Ein Tamarisken-Forscher

Auf den öden, versalzten und Sandböden im Nordwesten Chinas ist eine Art Pflanze weit verbreitet, die etwas Grün in die Wüste bringt und die Oasen schützt: Die Rede ist von einer Pflanze mit dem lateinischen Namen Tamarix, die auch als Gardesoldat der Wüste bezeichnet wird. Im Deutschen wird diese Pflanze oft auch als Tamariske bezeichnet. Es handelt sich um einen Strauch, der einen bis drei Meter hoch wird, und der auch in den Trockengebieten Südspaniens und Nordafrikas verbreitet ist.

Vor gut 45 Jahren ging der Biologie-Student Liu Mingting zu einem Praktikums - Einsatz ins Uigurische Autonome Gebiet Xinjiang. In den unendlichen Weiten sah er zum ersten Mal die gegen Sandstürme resistente und auch auf Salz- oder Kalkböden gedeihenden Tamarisken - und war tief beeindruckt. Er fasste den Entschluss, ebenso wie diese Pflanze allen Widrigkeiten zu trotzen und nach seinem Hochschulabschluss in Xinjiang zu arbeiten, dem riesigen Gebiet im Westen Chinas, das zwar reich an Bodenschätzen, wirtschaftlich aber kaum erschlossen war.

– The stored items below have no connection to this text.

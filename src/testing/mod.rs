//! In-memory [`CaseFileStore`] for unit tests.
//!
//! A transaction is a private copy of the committed state; `commit` swaps it
//! in and dropping it discards the writes. Writes enforce the same unique
//! and foreign-key rules as the Postgres schema.
//!
//! [`MemoryStore::commit_number_on_next_begin`] simulates a concurrent writer
//! that commits a case file number after the service checked it was free.

use std::collections::BTreeSet;
use std::sync::{Arc, Mutex, MutexGuard};

use async_trait::async_trait;
use chrono::{DateTime, Datelike, TimeZone, Utc};

use crate::database::manager::DatabaseError;
use crate::database::models::case_file::{CaseFile, CaseFileRecord, CaseFileStatus};
use crate::database::models::case_file_officer::CaseFileOfficer;
use crate::database::models::initiation_option::InitiationOption;
use crate::database::models::project::Project;
use crate::database::models::staff_user::StaffUser;
use crate::database::store::CaseFileStore;
use crate::services::case_file_number;

#[derive(Debug, Clone, Default)]
pub struct MemoryState {
    case_files: Vec<CaseFile>,
    assignments: Vec<CaseFileOfficer>,
    next_case_file_id: i32,
    next_assignment_id: i32,
    /// Known staff ids; `None` accepts any officer id
    staff: Option<BTreeSet<i32>>,
    staff_users: Vec<StaffUser>,
    initiation_options: Vec<InitiationOption>,
    projects: Vec<Project>,
    /// Committed by another writer when the next transaction begins
    racing_number: Option<String>,
}

impl MemoryState {
    fn push_committed(&mut self, case_file_number: &str, project_id: i32, created_date: DateTime<Utc>) -> i32 {
        self.next_case_file_id += 1;
        self.case_files.push(CaseFile {
            id: self.next_case_file_id,
            case_file_number: case_file_number.to_string(),
            project_id,
            lead_officer_id: None,
            initiation_id: 1,
            case_file_status: CaseFileStatus::Open,
            date_created: created_date,
            created_date,
            updated_date: None,
            is_active: true,
            is_deleted: false,
        });
        self.next_case_file_id
    }

    fn insert_case_file(&mut self, record: &CaseFileRecord) -> Result<CaseFile, DatabaseError> {
        self.check_number(record.case_file_number(), None)?;
        self.next_case_file_id += 1;
        let now = Utc::now();
        let case_file = CaseFile {
            id: self.next_case_file_id,
            case_file_number: record.case_file_number().to_string(),
            project_id: record.project_id(),
            lead_officer_id: record.lead_officer_id(),
            initiation_id: record.initiation_id(),
            case_file_status: record.status(),
            date_created: record.date_created(),
            created_date: now,
            updated_date: None,
            is_active: true,
            is_deleted: false,
        };
        self.case_files.push(case_file.clone());
        Ok(case_file)
    }

    fn check_number(&self, number: &str, own_id: Option<i32>) -> Result<(), DatabaseError> {
        let taken = self
            .case_files
            .iter()
            .any(|c| c.case_file_number == number && Some(c.id) != own_id);
        if taken {
            return Err(DatabaseError::UniqueViolation("case_files_case_file_number_key".to_string()));
        }
        Ok(())
    }

    fn active_officer_ids(&self, case_file_id: i32) -> BTreeSet<i32> {
        self.assignments
            .iter()
            .filter(|a| a.case_file_id == case_file_id && a.is_active)
            .map(|a| a.officer_id)
            .collect()
    }
}

#[derive(Clone, Default)]
pub struct MemoryStore {
    state: Arc<Mutex<MemoryState>>,
}

impl MemoryStore {
    pub fn new() -> Self {
        let store = Self::default();
        {
            let mut state = store.lock();
            state.initiation_options = vec![
                InitiationOption { id: 1, name: "Inspection".to_string(), sort_order: 1 },
                InitiationOption { id: 2, name: "Complaint".to_string(), sort_order: 2 },
            ];
            state.projects = vec![Project { id: 10, name: "Coastal Pipeline".to_string() }];
        }
        store
    }

    /// Store that rejects officer ids outside `staff_ids`
    pub fn with_staff(staff_ids: &[i32]) -> Self {
        let store = Self::new();
        {
            let mut state = store.lock();
            state.staff = Some(staff_ids.iter().copied().collect());
            state.staff_users = staff_ids
                .iter()
                .map(|&id| StaffUser::new(id, "Officer", &id.to_string(), &format!("officer{id}@idir")))
                .collect();
        }
        store
    }

    /// Insert a committed OPEN case file created now, returning its id
    pub fn seed_case_file(&self, case_file_number: &str, project_id: i32) -> i32 {
        self.lock().push_committed(case_file_number, project_id, Utc::now())
    }

    /// Insert a committed OPEN case file created during `year`, returning its id
    pub fn seed_case_file_in_year(&self, case_file_number: &str, project_id: i32, year: i32) -> i32 {
        let created_date = Utc.with_ymd_and_hms(year, 6, 1, 12, 0, 0).unwrap();
        self.lock().push_committed(case_file_number, project_id, created_date)
    }

    /// Have another writer commit `case_file_number` just before the next
    /// transaction starts
    pub fn commit_number_on_next_begin(&self, case_file_number: &str) {
        self.lock().racing_number = Some(case_file_number.to_string());
    }

    pub fn case_file_count(&self) -> usize {
        self.lock().case_files.len()
    }

    pub fn assignment_row_count(&self) -> usize {
        self.lock().assignments.len()
    }

    pub fn active_officers(&self, case_file_id: i32) -> BTreeSet<i32> {
        self.lock().active_officer_ids(case_file_id)
    }

    fn lock(&self) -> MutexGuard<'_, MemoryState> {
        self.state.lock().unwrap_or_else(|poisoned| poisoned.into_inner())
    }
}

#[async_trait]
impl CaseFileStore for MemoryStore {
    type Tx = MemoryState;

    async fn begin(&self) -> Result<Self::Tx, DatabaseError> {
        let mut state = self.lock();
        if let Some(number) = state.racing_number.take() {
            state.push_committed(&number, 10, Utc::now());
        }
        Ok(state.clone())
    }

    async fn commit(&self, tx: Self::Tx) -> Result<(), DatabaseError> {
        *self.lock() = tx;
        Ok(())
    }

    async fn ping(&self) -> Result<(), DatabaseError> {
        Ok(())
    }

    async fn find_by_id(&self, case_file_id: i32) -> Result<Option<CaseFile>, DatabaseError> {
        Ok(self
            .lock()
            .case_files
            .iter()
            .find(|c| c.id == case_file_id && !c.is_deleted)
            .cloned())
    }

    async fn find_by_case_file_number(&self, case_file_number: &str) -> Result<Option<CaseFile>, DatabaseError> {
        Ok(self
            .lock()
            .case_files
            .iter()
            .find(|c| c.case_file_number == case_file_number)
            .cloned())
    }

    async fn max_case_file_number_for_year(&self, year: i32) -> Result<i64, DatabaseError> {
        Ok(self
            .lock()
            .case_files
            .iter()
            .filter(|c| c.created_date.year() == year)
            .filter_map(|c| case_file_number::issued_for_year(&c.case_file_number, year))
            .max()
            .unwrap_or(0))
    }

    async fn list_all(&self) -> Result<Vec<CaseFile>, DatabaseError> {
        Ok(self.lock().case_files.iter().filter(|c| !c.is_deleted).cloned().collect())
    }

    async fn list_by_project(&self, project_id: i32) -> Result<Vec<CaseFile>, DatabaseError> {
        Ok(self
            .lock()
            .case_files
            .iter()
            .filter(|c| c.project_id == project_id && !c.is_deleted)
            .cloned()
            .collect())
    }

    async fn list_initiation_options(&self) -> Result<Vec<InitiationOption>, DatabaseError> {
        let mut options = self.lock().initiation_options.clone();
        options.sort_by_key(|o| o.sort_order);
        Ok(options)
    }

    async fn list_projects(&self) -> Result<Vec<Project>, DatabaseError> {
        Ok(self.lock().projects.clone())
    }

    async fn list_staff_users(&self) -> Result<Vec<StaffUser>, DatabaseError> {
        let mut users: Vec<StaffUser> = self.lock().staff_users.iter().filter(|u| u.is_active).cloned().collect();
        users.sort_by(|a, b| (&a.last_name, &a.first_name).cmp(&(&b.last_name, &b.first_name)));
        Ok(users)
    }

    async fn create(&self, record: &CaseFileRecord, tx: &mut Self::Tx) -> Result<CaseFile, DatabaseError> {
        tx.insert_case_file(record)
    }

    async fn update(
        &self,
        case_file_id: i32,
        record: &CaseFileRecord,
        tx: &mut Self::Tx,
    ) -> Result<Option<CaseFile>, DatabaseError> {
        tx.check_number(record.case_file_number(), Some(case_file_id))?;
        let Some(case_file) = tx
            .case_files
            .iter_mut()
            .find(|c| c.id == case_file_id && !c.is_deleted)
        else {
            return Ok(None);
        };
        case_file.case_file_number = record.case_file_number().to_string();
        case_file.project_id = record.project_id();
        case_file.lead_officer_id = record.lead_officer_id();
        case_file.initiation_id = record.initiation_id();
        case_file.case_file_status = record.status();
        case_file.date_created = record.date_created();
        case_file.updated_date = Some(Utc::now());
        Ok(Some(case_file.clone()))
    }

    async fn list_active_assignments(
        &self,
        case_file_id: i32,
        tx: &mut Self::Tx,
    ) -> Result<Vec<CaseFileOfficer>, DatabaseError> {
        let mut rows: Vec<CaseFileOfficer> = tx
            .assignments
            .iter()
            .filter(|a| a.case_file_id == case_file_id && a.is_active)
            .cloned()
            .collect();
        rows.sort_by_key(|a| a.officer_id);
        Ok(rows)
    }

    async fn bulk_insert_assignments(
        &self,
        case_file_id: i32,
        officer_ids: &[i32],
        tx: &mut Self::Tx,
    ) -> Result<(), DatabaseError> {
        if !tx.case_files.iter().any(|c| c.id == case_file_id) {
            return Err(DatabaseError::ForeignKeyViolation("case_file_officers_case_file_id_fkey".to_string()));
        }
        let active = tx.active_officer_ids(case_file_id);
        for &officer_id in officer_ids {
            if let Some(staff) = &tx.staff {
                if !staff.contains(&officer_id) {
                    return Err(DatabaseError::ForeignKeyViolation(
                        "case_file_officers_officer_id_fkey".to_string(),
                    ));
                }
            }
            if active.contains(&officer_id) {
                return Err(DatabaseError::UniqueViolation("ux_case_file_officers_active".to_string()));
            }
            tx.next_assignment_id += 1;
            let row = CaseFileOfficer {
                id: tx.next_assignment_id,
                case_file_id,
                officer_id,
                is_active: true,
                is_deleted: false,
                created_date: Utc::now(),
            };
            tx.assignments.push(row);
        }
        Ok(())
    }

    async fn bulk_remove_assignments(
        &self,
        case_file_id: i32,
        officer_ids: &[i32],
        tx: &mut Self::Tx,
    ) -> Result<(), DatabaseError> {
        for row in tx
            .assignments
            .iter_mut()
            .filter(|a| a.case_file_id == case_file_id && a.is_active && officer_ids.contains(&a.officer_id))
        {
            row.is_active = false;
            row.is_deleted = true;
        }
        Ok(())
    }
}

#[cfg(test)]
mod tests {
    use super::*;

    #[tokio::test]
    async fn dropped_transaction_discards_writes() {
        let store = MemoryStore::new();
        let id = store.seed_case_file("20240001", 10);

        let mut tx = store.begin().await.unwrap();
        store.bulk_insert_assignments(id, &[1, 2], &mut tx).await.unwrap();
        drop(tx);

        assert!(store.active_officers(id).is_empty());
    }

    #[tokio::test]
    async fn max_number_counts_case_files_created_in_the_year() {
        let store = MemoryStore::new();
        store.seed_case_file_in_year("20240007", 10, 2024);
        store.seed_case_file_in_year("20250003", 10, 2024);
        store.seed_case_file_in_year("20240099", 10, 2023);

        assert_eq!(store.max_case_file_number_for_year(2024).await.unwrap(), 20250003);
        assert_eq!(store.max_case_file_number_for_year(2025).await.unwrap(), 0);
    }

    #[tokio::test]
    async fn racing_number_is_committed_when_the_transaction_begins() {
        let store = MemoryStore::new();
        store.commit_number_on_next_begin("20240001");
        assert!(store.find_by_case_file_number("20240001").await.unwrap().is_none());

        let tx = store.begin().await.unwrap();
        drop(tx);
        assert!(store.find_by_case_file_number("20240001").await.unwrap().is_some());
    }

    #[tokio::test]
    async fn duplicate_number_violates_unique_index() {
        let store = MemoryStore::new();
        let existing = store.seed_case_file("20240001", 10);
        let other = store.seed_case_file("20240002", 10);
        let mut tx = store.begin().await.unwrap();

        let record = CaseFileRecord::new(
            &crate::database::models::case_file::CaseFilePayload {
                project_id: 10,
                date_created: Utc::now(),
                lead_officer_id: None,
                initiation_id: 1,
                case_file_number: None,
                officer_ids: None,
            },
            "20240001".to_string(),
            CaseFileStatus::Open,
        );

        assert!(matches!(
            store.create(&record, &mut tx).await,
            Err(DatabaseError::UniqueViolation(_))
        ));
        assert!(matches!(
            store.update(other, &record, &mut tx).await,
            Err(DatabaseError::UniqueViolation(_))
        ));
        assert!(store.update(existing, &record, &mut tx).await.unwrap().is_some());
    }
}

Ein Jahr später ging der Wunsch von Liu Mingting in Erfüllung, eine Expedition der Naturressourcen führte ihn nach Xinjiang. So begann sein Forscherleben in der Wüste. Dazu sagt er:

"Die Mitglieder der Expedition musste in der Wüste unter schwierigen Lebensbedingungen arbeiten. Deshalb meldeten sich dafür auch nur wenige Leute. Ich dachte mir aber, da ich sowieso hier in Xinjiang war, warum sollte ich von hier wieder weggehen und in der Stadt ein gemütliches Leben führen. Also habe ich mich kurzentschlossen der Expedition angeschlossen und bin seitdem zeitlebens mit der Wüste verbunden."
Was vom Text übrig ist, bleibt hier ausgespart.